# [WORK ITEM]
Using the records that follow, tally the lines containing the word "ScheduleConfig" and state only the count.
= Beginning of Section =
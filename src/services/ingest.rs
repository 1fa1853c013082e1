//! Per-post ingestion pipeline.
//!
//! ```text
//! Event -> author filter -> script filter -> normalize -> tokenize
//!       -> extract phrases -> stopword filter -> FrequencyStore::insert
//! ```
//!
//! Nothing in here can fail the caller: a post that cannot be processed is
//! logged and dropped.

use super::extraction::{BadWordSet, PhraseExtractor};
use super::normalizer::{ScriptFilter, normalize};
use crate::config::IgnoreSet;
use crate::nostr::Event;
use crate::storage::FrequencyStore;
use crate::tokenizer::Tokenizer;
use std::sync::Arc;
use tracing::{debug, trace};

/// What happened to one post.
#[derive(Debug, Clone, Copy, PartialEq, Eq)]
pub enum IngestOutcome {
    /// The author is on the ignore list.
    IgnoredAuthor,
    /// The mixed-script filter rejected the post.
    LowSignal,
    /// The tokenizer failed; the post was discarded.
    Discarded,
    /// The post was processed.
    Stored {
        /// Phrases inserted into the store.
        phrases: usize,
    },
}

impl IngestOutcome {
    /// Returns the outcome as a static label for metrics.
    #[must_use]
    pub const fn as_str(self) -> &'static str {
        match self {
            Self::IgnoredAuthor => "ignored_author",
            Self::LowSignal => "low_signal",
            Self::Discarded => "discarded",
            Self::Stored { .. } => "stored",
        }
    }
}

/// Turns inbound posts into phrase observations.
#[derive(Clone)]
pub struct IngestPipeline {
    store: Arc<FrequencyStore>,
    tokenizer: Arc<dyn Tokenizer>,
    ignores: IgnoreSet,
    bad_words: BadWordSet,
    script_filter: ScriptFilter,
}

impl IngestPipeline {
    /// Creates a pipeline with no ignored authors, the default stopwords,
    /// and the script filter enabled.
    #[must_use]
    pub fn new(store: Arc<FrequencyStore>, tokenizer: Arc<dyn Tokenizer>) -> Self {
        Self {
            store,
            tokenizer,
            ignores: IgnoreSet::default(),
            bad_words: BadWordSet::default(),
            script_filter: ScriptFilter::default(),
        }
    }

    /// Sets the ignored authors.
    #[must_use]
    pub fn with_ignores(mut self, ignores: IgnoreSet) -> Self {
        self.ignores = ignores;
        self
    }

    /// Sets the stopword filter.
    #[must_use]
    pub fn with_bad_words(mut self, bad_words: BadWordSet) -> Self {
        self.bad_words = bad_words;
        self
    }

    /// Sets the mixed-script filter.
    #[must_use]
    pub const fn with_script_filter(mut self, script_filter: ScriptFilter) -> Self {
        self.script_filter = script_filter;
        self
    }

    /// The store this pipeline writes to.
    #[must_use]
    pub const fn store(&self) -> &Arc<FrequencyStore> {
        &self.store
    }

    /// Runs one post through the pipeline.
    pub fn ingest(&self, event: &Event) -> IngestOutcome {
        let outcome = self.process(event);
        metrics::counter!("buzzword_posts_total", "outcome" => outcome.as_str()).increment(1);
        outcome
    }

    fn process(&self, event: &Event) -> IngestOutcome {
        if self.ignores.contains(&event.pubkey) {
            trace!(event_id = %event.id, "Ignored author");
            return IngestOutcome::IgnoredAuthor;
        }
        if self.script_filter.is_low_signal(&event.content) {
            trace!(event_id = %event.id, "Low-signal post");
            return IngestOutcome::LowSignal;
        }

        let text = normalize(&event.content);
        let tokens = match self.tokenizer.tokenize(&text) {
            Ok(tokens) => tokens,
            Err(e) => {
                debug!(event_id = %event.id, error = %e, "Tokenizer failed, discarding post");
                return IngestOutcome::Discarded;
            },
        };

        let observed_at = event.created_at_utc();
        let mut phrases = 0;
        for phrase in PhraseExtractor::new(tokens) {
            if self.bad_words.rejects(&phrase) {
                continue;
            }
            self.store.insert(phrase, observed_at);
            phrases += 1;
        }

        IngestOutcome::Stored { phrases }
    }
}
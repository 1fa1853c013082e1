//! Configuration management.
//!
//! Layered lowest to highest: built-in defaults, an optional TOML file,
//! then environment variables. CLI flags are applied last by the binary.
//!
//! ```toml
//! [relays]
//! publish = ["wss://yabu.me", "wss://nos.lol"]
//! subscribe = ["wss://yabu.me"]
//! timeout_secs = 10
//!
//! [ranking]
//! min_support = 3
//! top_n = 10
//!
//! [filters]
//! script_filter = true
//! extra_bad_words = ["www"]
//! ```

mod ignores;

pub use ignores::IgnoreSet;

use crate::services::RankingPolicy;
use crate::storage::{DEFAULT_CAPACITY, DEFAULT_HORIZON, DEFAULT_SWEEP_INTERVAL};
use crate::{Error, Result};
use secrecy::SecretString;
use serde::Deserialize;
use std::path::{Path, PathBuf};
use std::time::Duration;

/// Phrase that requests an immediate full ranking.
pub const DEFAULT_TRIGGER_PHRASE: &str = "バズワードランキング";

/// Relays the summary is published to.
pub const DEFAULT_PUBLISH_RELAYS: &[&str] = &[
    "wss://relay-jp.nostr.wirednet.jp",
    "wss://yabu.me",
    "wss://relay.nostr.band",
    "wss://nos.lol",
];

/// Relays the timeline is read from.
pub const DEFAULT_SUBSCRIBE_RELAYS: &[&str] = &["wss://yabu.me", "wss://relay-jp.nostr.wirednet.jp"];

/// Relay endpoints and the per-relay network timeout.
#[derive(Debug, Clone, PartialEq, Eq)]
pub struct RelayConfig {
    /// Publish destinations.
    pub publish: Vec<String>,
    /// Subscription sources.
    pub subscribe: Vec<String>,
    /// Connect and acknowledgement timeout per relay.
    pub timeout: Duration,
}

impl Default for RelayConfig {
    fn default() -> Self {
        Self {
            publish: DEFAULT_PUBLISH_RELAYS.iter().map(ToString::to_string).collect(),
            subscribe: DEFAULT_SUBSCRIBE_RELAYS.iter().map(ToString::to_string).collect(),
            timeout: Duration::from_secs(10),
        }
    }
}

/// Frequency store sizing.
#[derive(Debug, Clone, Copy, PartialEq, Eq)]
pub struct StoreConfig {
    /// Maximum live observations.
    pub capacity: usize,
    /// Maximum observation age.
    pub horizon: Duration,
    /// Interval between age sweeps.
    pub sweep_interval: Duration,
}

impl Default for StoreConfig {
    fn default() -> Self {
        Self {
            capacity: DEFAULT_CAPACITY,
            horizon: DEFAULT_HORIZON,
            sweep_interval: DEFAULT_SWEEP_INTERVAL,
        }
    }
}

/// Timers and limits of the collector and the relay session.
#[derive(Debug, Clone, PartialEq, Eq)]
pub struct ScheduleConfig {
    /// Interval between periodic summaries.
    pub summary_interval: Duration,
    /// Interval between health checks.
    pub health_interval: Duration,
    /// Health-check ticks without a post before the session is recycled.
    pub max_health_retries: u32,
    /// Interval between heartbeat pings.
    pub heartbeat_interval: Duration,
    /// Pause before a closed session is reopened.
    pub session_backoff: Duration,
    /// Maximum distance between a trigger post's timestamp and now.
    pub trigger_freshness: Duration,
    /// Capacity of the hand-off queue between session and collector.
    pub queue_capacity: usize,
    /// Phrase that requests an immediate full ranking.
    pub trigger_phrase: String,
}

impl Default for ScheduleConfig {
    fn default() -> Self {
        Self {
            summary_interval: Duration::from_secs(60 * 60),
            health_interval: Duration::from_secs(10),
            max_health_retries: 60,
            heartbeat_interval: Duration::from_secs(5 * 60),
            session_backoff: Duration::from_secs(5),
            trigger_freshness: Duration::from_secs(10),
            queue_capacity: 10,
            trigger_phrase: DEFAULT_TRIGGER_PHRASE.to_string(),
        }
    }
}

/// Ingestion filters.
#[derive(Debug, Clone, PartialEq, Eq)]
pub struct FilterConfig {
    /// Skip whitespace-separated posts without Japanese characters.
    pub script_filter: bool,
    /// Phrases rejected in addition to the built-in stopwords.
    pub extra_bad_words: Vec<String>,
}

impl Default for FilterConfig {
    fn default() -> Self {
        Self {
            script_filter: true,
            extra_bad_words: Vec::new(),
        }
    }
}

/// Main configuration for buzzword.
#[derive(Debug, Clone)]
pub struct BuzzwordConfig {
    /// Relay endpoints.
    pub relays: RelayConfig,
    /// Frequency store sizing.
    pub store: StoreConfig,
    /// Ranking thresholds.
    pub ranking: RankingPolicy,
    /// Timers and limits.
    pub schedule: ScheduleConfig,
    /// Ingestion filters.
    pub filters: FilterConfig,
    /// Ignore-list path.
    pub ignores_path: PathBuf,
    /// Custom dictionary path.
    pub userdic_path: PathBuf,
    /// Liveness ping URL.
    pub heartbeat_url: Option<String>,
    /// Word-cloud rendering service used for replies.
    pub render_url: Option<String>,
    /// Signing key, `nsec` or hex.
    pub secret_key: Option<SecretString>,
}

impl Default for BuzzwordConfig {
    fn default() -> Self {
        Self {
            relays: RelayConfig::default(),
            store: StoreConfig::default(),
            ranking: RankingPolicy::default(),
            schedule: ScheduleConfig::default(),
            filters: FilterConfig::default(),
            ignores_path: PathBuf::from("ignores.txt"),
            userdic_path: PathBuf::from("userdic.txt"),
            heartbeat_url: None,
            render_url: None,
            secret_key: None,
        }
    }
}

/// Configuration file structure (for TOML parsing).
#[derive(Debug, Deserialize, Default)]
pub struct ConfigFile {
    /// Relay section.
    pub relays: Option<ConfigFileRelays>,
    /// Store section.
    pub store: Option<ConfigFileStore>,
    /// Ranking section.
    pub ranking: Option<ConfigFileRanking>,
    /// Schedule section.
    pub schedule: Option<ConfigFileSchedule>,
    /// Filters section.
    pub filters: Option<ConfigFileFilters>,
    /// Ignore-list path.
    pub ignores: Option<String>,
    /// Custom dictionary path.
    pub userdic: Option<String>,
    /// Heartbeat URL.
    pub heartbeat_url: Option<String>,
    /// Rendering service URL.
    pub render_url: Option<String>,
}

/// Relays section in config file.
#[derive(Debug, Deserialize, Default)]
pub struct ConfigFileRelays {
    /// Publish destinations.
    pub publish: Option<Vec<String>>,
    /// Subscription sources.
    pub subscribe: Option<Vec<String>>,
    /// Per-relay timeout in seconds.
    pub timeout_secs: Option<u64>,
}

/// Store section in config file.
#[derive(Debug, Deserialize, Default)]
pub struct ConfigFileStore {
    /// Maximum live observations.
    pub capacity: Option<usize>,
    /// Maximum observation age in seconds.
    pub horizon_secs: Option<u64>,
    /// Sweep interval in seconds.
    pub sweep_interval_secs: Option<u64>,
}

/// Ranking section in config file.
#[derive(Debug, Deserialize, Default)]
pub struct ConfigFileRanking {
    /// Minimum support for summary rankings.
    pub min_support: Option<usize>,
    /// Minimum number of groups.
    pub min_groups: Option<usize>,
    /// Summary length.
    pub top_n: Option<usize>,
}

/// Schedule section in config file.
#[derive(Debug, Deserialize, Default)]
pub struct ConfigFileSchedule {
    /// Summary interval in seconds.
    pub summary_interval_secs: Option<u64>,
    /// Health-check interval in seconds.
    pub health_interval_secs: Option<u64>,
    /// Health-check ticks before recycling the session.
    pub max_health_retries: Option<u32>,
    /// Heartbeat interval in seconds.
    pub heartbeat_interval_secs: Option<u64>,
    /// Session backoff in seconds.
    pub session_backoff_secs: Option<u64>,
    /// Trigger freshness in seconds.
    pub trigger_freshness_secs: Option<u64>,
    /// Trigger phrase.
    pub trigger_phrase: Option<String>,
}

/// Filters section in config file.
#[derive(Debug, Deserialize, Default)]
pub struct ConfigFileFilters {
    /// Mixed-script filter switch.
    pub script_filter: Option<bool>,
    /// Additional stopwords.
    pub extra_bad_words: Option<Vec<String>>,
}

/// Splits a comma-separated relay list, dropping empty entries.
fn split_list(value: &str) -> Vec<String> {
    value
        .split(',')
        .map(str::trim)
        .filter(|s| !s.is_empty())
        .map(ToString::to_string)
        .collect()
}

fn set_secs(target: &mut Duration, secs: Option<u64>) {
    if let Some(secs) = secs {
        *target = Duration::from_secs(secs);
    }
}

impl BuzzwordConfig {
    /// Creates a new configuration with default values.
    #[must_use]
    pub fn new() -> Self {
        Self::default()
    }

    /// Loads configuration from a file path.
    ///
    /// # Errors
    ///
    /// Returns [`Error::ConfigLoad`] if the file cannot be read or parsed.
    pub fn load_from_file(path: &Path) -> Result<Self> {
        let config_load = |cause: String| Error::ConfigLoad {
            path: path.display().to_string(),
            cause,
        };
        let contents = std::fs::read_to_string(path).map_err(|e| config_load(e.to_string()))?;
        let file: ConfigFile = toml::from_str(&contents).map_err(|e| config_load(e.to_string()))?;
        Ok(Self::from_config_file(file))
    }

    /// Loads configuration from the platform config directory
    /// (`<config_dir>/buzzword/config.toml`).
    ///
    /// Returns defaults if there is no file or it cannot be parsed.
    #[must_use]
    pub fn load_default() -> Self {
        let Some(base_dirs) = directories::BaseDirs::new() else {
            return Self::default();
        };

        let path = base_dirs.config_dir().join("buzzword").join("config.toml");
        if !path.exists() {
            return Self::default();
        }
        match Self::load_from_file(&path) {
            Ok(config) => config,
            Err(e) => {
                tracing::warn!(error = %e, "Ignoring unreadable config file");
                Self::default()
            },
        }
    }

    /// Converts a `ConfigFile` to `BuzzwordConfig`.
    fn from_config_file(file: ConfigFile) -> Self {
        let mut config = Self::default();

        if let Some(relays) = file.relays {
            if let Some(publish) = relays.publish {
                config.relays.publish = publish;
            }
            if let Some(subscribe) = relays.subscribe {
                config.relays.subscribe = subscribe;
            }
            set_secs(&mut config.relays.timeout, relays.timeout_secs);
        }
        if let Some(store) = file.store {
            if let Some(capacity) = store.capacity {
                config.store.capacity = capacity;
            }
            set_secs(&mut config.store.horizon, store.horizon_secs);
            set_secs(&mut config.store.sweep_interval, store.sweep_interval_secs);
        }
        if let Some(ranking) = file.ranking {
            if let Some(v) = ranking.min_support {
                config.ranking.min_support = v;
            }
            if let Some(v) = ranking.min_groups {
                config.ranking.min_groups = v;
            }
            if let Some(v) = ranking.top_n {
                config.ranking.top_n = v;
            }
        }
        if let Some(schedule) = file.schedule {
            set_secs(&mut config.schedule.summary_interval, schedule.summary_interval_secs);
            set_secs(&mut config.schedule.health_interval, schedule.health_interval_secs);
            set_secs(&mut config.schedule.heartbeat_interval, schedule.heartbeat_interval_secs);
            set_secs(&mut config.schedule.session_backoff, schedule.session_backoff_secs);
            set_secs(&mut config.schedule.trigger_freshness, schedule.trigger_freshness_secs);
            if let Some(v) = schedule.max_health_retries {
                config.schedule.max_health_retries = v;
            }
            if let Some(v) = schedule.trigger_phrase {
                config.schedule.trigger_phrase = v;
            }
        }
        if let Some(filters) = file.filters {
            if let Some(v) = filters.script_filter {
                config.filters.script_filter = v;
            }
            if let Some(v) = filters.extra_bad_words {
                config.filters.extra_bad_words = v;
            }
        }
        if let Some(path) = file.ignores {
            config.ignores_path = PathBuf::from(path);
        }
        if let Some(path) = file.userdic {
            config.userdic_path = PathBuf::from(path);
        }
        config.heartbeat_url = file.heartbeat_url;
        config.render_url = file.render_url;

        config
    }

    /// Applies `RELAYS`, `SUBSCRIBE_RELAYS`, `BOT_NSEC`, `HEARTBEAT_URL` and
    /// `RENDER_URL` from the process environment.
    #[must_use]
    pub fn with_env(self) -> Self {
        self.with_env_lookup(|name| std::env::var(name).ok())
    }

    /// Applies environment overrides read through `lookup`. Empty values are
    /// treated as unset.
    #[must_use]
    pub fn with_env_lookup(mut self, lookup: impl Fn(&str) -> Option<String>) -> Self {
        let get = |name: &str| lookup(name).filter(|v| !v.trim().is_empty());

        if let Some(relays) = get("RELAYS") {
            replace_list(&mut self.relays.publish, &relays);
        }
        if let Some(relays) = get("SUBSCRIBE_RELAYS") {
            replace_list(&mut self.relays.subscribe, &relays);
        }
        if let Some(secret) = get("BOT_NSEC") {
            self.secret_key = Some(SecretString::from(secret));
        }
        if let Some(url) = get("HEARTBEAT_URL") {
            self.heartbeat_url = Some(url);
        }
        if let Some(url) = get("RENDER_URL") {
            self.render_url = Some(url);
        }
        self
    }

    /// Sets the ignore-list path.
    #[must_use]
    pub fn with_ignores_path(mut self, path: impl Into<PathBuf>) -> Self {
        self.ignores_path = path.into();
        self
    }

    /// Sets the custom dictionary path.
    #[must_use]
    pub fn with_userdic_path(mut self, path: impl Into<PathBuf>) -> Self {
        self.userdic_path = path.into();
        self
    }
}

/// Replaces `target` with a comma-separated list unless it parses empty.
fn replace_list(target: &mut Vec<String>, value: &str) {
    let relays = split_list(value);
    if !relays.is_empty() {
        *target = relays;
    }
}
= End of Section =
# [TASK OUTPUT]
4